Looking at the infinitely tiny
To obtain infinitely greater results.
1 nanometre = one millionth millimetre (one thousand-millionth of a metre)
10 times the size of a hydrogen atom, slighter bigger than a small molecule.
On this dimensional scale, the physical, chemical and biological behaviour and characteristics of the material change drastically and present surprising properties.
This is exactly what nanotechnologies do: explore matter with resolutions greater than one thousand-millionth of a metre up to interacting with a single atom.
Observing nature has taught us about its ability to recreate itself up to the finest level i.e. atoms. Here are some examples.
Thanks to the particular structure of the molecules on the surface of its petals, water droplets bead up on the lotus plant leaves and wash away any dirt.
By observing the “lotus effect”, new products have been designed such as special paints for exteriors or impermeable textures.
Venus Flower Basket
It is a small, fascinating sponge with a delicate network structure. Tiny elementary components of silicon dioxide (3nm in diameter) connect its cells in wafer-thin layers making it capable of withstanding significant variations in pressure. This phenomenon, known as biomineralization, forms the basis of research for new materials such as ultra-thin and resistant porcelain.
When their dimensions come close to a nanometre, the particles take on new proprieties. Always. In nature and in laboratories. Unique characteristics that can be exploited through special processes.
This explains why the range of potential fields for applications is so vast: electronics, health, transport, energy, research for new ultra-light, high resistance, high thermal rating or environmentally-friendly materials, treating surfaces for textiles, ceramics, metals…

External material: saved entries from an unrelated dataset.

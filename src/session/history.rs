//! Conversation record — roles, turns, and the transcript.
//!
//! Turns are immutable once appended, with one exception: the in-flight
//! assistant turn grows by streaming deltas until the session reaches a
//! terminal state.  Only the session orchestrator mutates the transcript.

use chrono::{DateTime, Utc};

/// Who produced a turn.
#[derive(Debug, Clone, Copy, PartialEq, Eq)]
pub enum Role {
    User,
    Assistant,
}

impl Role {
    /// Wire role string as the engine expects it.
    pub fn as_wire(&self) -> &'static str {
        match self {
            Role::User => "user",
            Role::Assistant => "assistant",
        }
    }
}

/// One turn of the conversation.
#[derive(Debug, Clone)]
pub struct ChatTurn {
    pub role: Role,
    /// Ordered text segments; joined for display and for the engine prompt.
    pub text_parts: Vec<String>,
    pub timestamp: DateTime<Utc>,
}

impl ChatTurn {
    pub fn user(text: impl Into<String>) -> Self {
        Self {
            role: Role::User,
            text_parts: vec![text.into()],
            timestamp: Utc::now(),
        }
    }

    /// Empty assistant turn, ready to receive streamed deltas.
    pub fn assistant_placeholder() -> Self {
        Self {
            role: Role::Assistant,
            text_parts: vec![String::new()],
            timestamp: Utc::now(),
        }
    }

    /// All segments joined into one string.
    pub fn text(&self) -> String {
        self.text_parts.concat()
    }
}

/// The transcript.
#[derive(Debug, Clone, Default)]
pub struct ChatHistory {
    turns: Vec<ChatTurn>,
}

impl ChatHistory {
    pub fn push(&mut self, turn: ChatTurn) {
        self.turns.push(turn);
    }

    /// Append a streamed delta to the in-flight assistant turn.
    /// No-op unless the last turn is an assistant turn.
    pub fn append_delta(&mut self, delta: &str) {
        if let Some(turn) = self.turns.last_mut() {
            if turn.role == Role::Assistant {
                if let Some(part) = turn.text_parts.last_mut() {
                    part.push_str(delta);
                }
            }
        }
    }

    pub fn turns(&self) -> &[ChatTurn] {
        &self.turns
    }

    /// Text of the most recent user turn, if any.
    pub fn last_user_text(&self) -> Option<String> {
        self.turns
            .iter()
            .rev()
            .find(|t| t.role == Role::User)
            .map(ChatTurn::text)
    }

    pub fn len(&self) -> usize {
        self.turns.len()
    }

    pub fn is_empty(&self) -> bool {
        self.turns.is_empty()
    }

    pub fn clear(&mut self) {
        self.turns.clear();
    }
}
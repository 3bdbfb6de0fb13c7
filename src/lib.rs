//! Hearth — private local-model chat.
//!
//! Library surface for the binary and for integration tests:
//! - [`models`] — model registry, load states, download progress
//! - [`retrieval`] — document set, chunker, lexical search
//! - [`engine`] — inference backends (mock, llama-http)
//! - [`session`] — the generation session orchestrator
//! - [`config`] / [`logger`] / [`error`] — process plumbing
//!
//! The binary entry point is `src/main.rs`.

pub mod config;
pub mod console;
pub mod engine;
pub mod error;
pub mod logger;
pub mod models;
pub mod retrieval;
pub mod session;

pub use error::AppError;
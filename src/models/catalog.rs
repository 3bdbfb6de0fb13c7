//! Built-in model catalog.
//!
//! Small instruction-tuned models that run acceptably on commodity
//! hardware.  User-added models live alongside these in the registry but
//! are created through `add_model` instead.

use super::ModelDescriptor;

/// Descriptors seeded into every registry at construction, in display
/// order.
pub fn builtin_models() -> Vec<ModelDescriptor> {
    vec![
        ModelDescriptor::built_in(
            "qwen2.5-1.5b-instruct-q4",
            "https://huggingface.co/Qwen/Qwen2.5-1.5B-Instruct-GGUF/resolve/main/qwen2.5-1.5b-instruct-q4_k_m.gguf",
            "llama-cpp/chatml",
        ),
        ModelDescriptor::built_in(
            "phi-3-mini-4k-instruct-q4",
            "https://huggingface.co/microsoft/Phi-3-mini-4k-instruct-gguf/resolve/main/Phi-3-mini-4k-instruct-q4.gguf",
            "llama-cpp/phi3",
        ),
        ModelDescriptor::built_in(
            "tinyllama-1.1b-chat-q4",
            "https://huggingface.co/TheBloke/TinyLlama-1.1B-Chat-v1.0-GGUF/resolve/main/tinyllama-1.1b-chat-v1.0.Q4_K_M.gguf",
            "llama-cpp/zephyr",
        ),
    ]
}

#[cfg(test)]
mod tests {
    use super::*;
    use crate::models::{LoadState, ModelOrigin};
    use std::collections::HashSet;

    #[test]
    fn catalog_ids_are_unique_and_complete() {
        let models = builtin_models();
        assert!(!models.is_empty());

        let ids: HashSet<_> = models.iter().map(|m| m.id.as_str()).collect();
        assert_eq!(ids.len(), models.len());

        for m in &models {
            assert!(matches!(m.origin, ModelOrigin::BuiltIn));
            assert!(matches!(m.load_state, LoadState::Unloaded));
            assert!(!m.source_locator.trim().is_empty());
            assert!(!m.library_locator.trim().is_empty());
        }
    }
}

Interior design materials require a number of key characteristics: solidity, resistance to impacts, scratches, and corrosion as well as aesthetic and performance characteristics that make the surfaces attractive and sophisticated. On a nanometric scale, all these properties - mechanical resistance, conductivity, elasticity, hydro-repellence, optical properties, anti-reflective or anti-scratch – can be designed to create new types of materials. Zero fingerprints, zero scratches, zero stains. FENIX NTM resulted from this research.
Always just like new
With heat, a small scratch on furniture featuring FENIX NTM can be repaired.
This is also a small nanotechnology miracle.
A rewritable dvd is based on the same principle: a laser impulse provokes a thermal shock that makes the particular coating of the dvd change from being “crystalline” to “amorphous”.
Solid materials can come in different forms: in a crystalline state, with the atoms evenly spaced, or in an amorphous state, with atoms distributed unevenly. However, as a result of the heat there can also be a transition from an amorphous state to a crystalline state and vice versa.